Curiously, the idea the US might occasionally go batshit crazy towards one visible minority or another doesn’t seem all that outrageous. The bit where the Native Americans turn out to be magical… Oh, well. In this case they were just ahead of the curve but it is another example of the magical Native American in fiction and part of a greater pattern where colonized people are seen as closer to (super) natural forces1.

What did make my eyebrows go up a bit more was how FASA introduced the traditional fantasy races. One in ten people were suddenly transformed into orks, trolls, elves, dwarves, in a process called goblinization.” They were immediate social outcasts and when the violence ended, society was divided along traditional rpg lines, with each new variety of human distrusting the others.

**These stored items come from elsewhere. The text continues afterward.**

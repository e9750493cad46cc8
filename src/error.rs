//! Typed errors for the deduplication run.
//!
//! Every fatal failure carries the [`Stage`] it came from so the operator can
//! tell an embedding outage apart from a clustering bug or a full disk.
//! Row-level data problems are not errors at this level; they are reported as
//! [`RowError`] and the row is dropped.

use crate::embeddings::EmbedError;
use serde_json::Value;
use std::fmt;
use thiserror::Error;

/// Pipeline stage a fatal error originated in.
#[derive(Debug, Clone, Copy, PartialEq, Eq)]
pub enum Stage {
    Config,
    Ingest,
    Embedding,
    Clustering,
    Selection,
    Assembly,
}

impl fmt::Display for Stage {
    fn fmt(&self, f: &mut fmt::Formatter<'_>) -> fmt::Result {
        let name = match self {
            Stage::Config => "config",
            Stage::Ingest => "ingest",
            Stage::Embedding => "embedding",
            Stage::Clustering => "clustering",
            Stage::Selection => "selection",
            Stage::Assembly => "assembly",
        };
        f.write_str(name)
    }
}

/// Errors that abort a deduplication run.
#[derive(Debug, Error)]
pub enum DedupError {
    /// A tunable is outside its valid range
    #[error("invalid configuration: {0}")]
    Config(String),

    /// The input table could not be read
    #[error("failed to read input table {path}: {source}")]
    Read {
        path: String,
        #[source]
        source: std::io::Error,
    },

    /// The input file is not a JSON array
    #[error("input table {path} is not a JSON array of records: {source}")]
    Table {
        path: String,
        #[source]
        source: serde_json::Error,
    },

    /// Provider unreachable, rate limited past the retry budget, or rejected the request
    #[error("embedding provider failed: {0}")]
    Embed(#[from] EmbedError),

    /// Provider returned a different number of vectors than titles sent
    #[error("embedding provider returned {got} vectors for {expected} titles")]
    Alignment { expected: usize, got: usize },

    /// Vectors in one batch disagree on dimensionality
    #[error("embedding {index} has dimension {got}, expected {expected}")]
    Dimension {
        index: usize,
        expected: usize,
        got: usize,
    },

    /// Cluster labels do not line up with the article list
    #[error("clustering produced {got} labels for {expected} articles")]
    LabelCount { expected: usize, got: usize },

    /// Partition bookkeeping produced a cluster nobody belongs to
    #[error("cluster {cluster_id} has no members")]
    EmptyCluster { cluster_id: usize },

    /// The final feed could not be written
    #[error("failed to write feed {path}: {source}")]
    Write {
        path: String,
        #[source]
        source: std::io::Error,
    },
}

impl DedupError {
    /// The stage that failed, for diagnostics.
    pub fn stage(&self) -> Stage {
        match self {
            DedupError::Config(_) => Stage::Config,
            DedupError::Read { .. } | DedupError::Table { .. } => Stage::Ingest,
            DedupError::Embed(_) | DedupError::Alignment { .. } | DedupError::Dimension { .. } => {
                Stage::Embedding
            }
            DedupError::LabelCount { .. } => Stage::Clustering,
            DedupError::EmptyCluster { .. } => Stage::Selection,
            DedupError::Write { .. } => Stage::Assembly,
        }
    }
}

/// Why a single input row was excluded from clustering.
#[derive(Debug, Error, PartialEq)]
pub enum RowError {
    #[error("row is not a JSON object")]
    NotAnObject,

    #[error("missing required field `{0}`")]
    MissingField(&'static str),

    #[error("hype_score {0} is not an integer between 1 and 10")]
    InvalidHypeScore(Value),
}

#[cfg(test)]
mod tests {
    use super::*;

    #[test]
    fn test_stage_attribution() {
        assert_eq!(
            DedupError::Alignment { expected: 5, got: 4 }.stage(),
            Stage::Embedding
        );
        assert_eq!(
            DedupError::EmptyCluster { cluster_id: 3 }.stage(),
            Stage::Selection
        );
        assert_eq!(
            DedupError::LabelCount { expected: 2, got: 1 }.stage(),
            Stage::Clustering
        );
        assert_eq!(DedupError::Config("eps".into()).stage(), Stage::Config);
    }

    #[test]
    fn test_alignment_message() {
        let e = DedupError::Alignment { expected: 5, got: 4 };
        assert_eq!(
            e.to_string(),
            "embedding provider returned 4 vectors for 5 titles"
        );
        assert_eq!(Stage::Embedding.to_string(), "embedding");
    }
}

The speed and degree to which people who had been until recently unremarkable humans sorted themselves into the traditional fantasy ethnic factions seemed unlikely. After all, why would family members turn on each other just because one of them now had tusks? Granted the existence of anti-vaxxers proves there’s a minority of parents who would rather see their kids dead than unusual.

It belatedly occurs to me the authors might have intended some parallel between how normies react to goblinization and how Americans reacted to AIDS, which was definitely not a mass resolve to cue the disease, at least not until it turned out celebrities could get it.

Note that one in ten people goblinize, which is the same fraction tossed around for the percentage of gay and lesbian people in the general population. Maybe the authors were trying to make a point! That point apparently being people are dicks.”

1: Don’t get me started on psychic Celts.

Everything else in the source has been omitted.